Content starts

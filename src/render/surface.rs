use std::cell::RefCell;
use std::rc::Rc;

use crate::core::{Series, Size};
use crate::render::SvgNode;

const SVG_NAMESPACE: &str = "http://www.w3.org/2000/svg";

/// Rendering target: a retained `<svg>` tree, the size the host laid it out
/// at (if known) and the series bound to it.
#[derive(Debug, Clone, PartialEq)]
pub struct Surface {
    root: SvgNode,
    rendered_width: Option<f64>,
    rendered_height: Option<f64>,
    data: Vec<Series>,
}

impl Default for Surface {
    fn default() -> Self {
        Self::new()
    }
}

impl Surface {
    #[must_use]
    pub fn new() -> Self {
        let mut root = SvgNode::new("svg");
        root.set_attr("xmlns", SVG_NAMESPACE);
        Self {
            root,
            rendered_width: None,
            rendered_height: None,
            data: Vec::new(),
        }
    }

    /// Surface laid out by the host at `width` x `height` pixels.
    #[must_use]
    pub fn with_rendered_size(mut self, width: f64, height: f64) -> Self {
        self.set_rendered_size(width, height);
        self
    }

    pub fn set_rendered_size(&mut self, width: f64, height: f64) {
        self.rendered_width = Some(width);
        self.rendered_height = Some(height);
    }

    #[must_use]
    pub fn rendered_width(&self) -> Option<f64> {
        self.rendered_width
    }

    #[must_use]
    pub fn rendered_height(&self) -> Option<f64> {
        self.rendered_height
    }

    /// Binds `data`, replacing whatever was bound before.
    pub fn bind(&mut self, data: Vec<Series>) {
        self.data = data;
    }

    #[must_use]
    pub fn data(&self) -> &[Series] {
        &self.data
    }

    #[must_use]
    pub fn root(&self) -> &SvgNode {
        &self.root
    }

    /// Splits the surface into its tree (mutable) and bound data.
    pub fn parts_mut(&mut self) -> (&mut SvgNode, &[Series]) {
        (&mut self.root, &self.data)
    }

    /// Size used when a chart has no explicit width/height.
    #[must_use]
    pub fn resolve_size(&self, width: Option<f64>, height: Option<f64>, fallback: Size) -> Size {
        Size::new(
            width.or(self.rendered_width).unwrap_or(fallback.width),
            height.or(self.rendered_height).unwrap_or(fallback.height),
        )
    }

    #[must_use]
    pub fn element_count(&self) -> usize {
        self.root.element_count()
    }

    #[must_use]
    pub fn into_shared(self) -> SharedSurface {
        Rc::new(RefCell::new(self))
    }
}

/// Surface shared between the host and the charts recorded against it.
pub type SharedSurface = Rc<RefCell<Surface>>;

/// Ordered group of surfaces a chart is applied to.
#[derive(Debug, Clone, Default)]
pub struct Selection {
    surfaces: Vec<SharedSurface>,
}

impl Selection {
    #[must_use]
    pub fn new(surfaces: Vec<SharedSurface>) -> Self {
        Self { surfaces }
    }

    #[must_use]
    pub fn single(surface: SharedSurface) -> Self {
        Self {
            surfaces: vec![surface],
        }
    }

    #[must_use]
    pub fn surfaces(&self) -> &[SharedSurface] {
        &self.surfaces
    }

    #[must_use]
    pub fn len(&self) -> usize {
        self.surfaces.len()
    }

    #[must_use]
    pub fn is_empty(&self) -> bool {
        self.surfaces.is_empty()
    }

    /// Binds the same data to every surface.
    pub fn bind(&self, data: &[Series]) {
        for surface in &self.surfaces {
            surface.borrow_mut().bind(data.to_vec());
        }
    }
}

impl From<SharedSurface> for Selection {
    fn from(surface: SharedSurface) -> Self {
        Self::single(surface)
    }
}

Content ends

TASK OBJECTIVE = Here the job is to transcribe the lines from the first line of the data through the line containing "laid it out", inclusive, exactly and with nothing else.

RESULT OF THIS TASK =
filename src/render/surface.rs
use std::cell::RefCell;
use std::rc::Rc;

use crate::core::{Series, Size};
use crate::render::SvgNode;

const SVG_NAMESPACE: &str = "http://www.w3.org/2000/svg";

/// Rendering target: a retained `<svg>` tree, the size the host laid it out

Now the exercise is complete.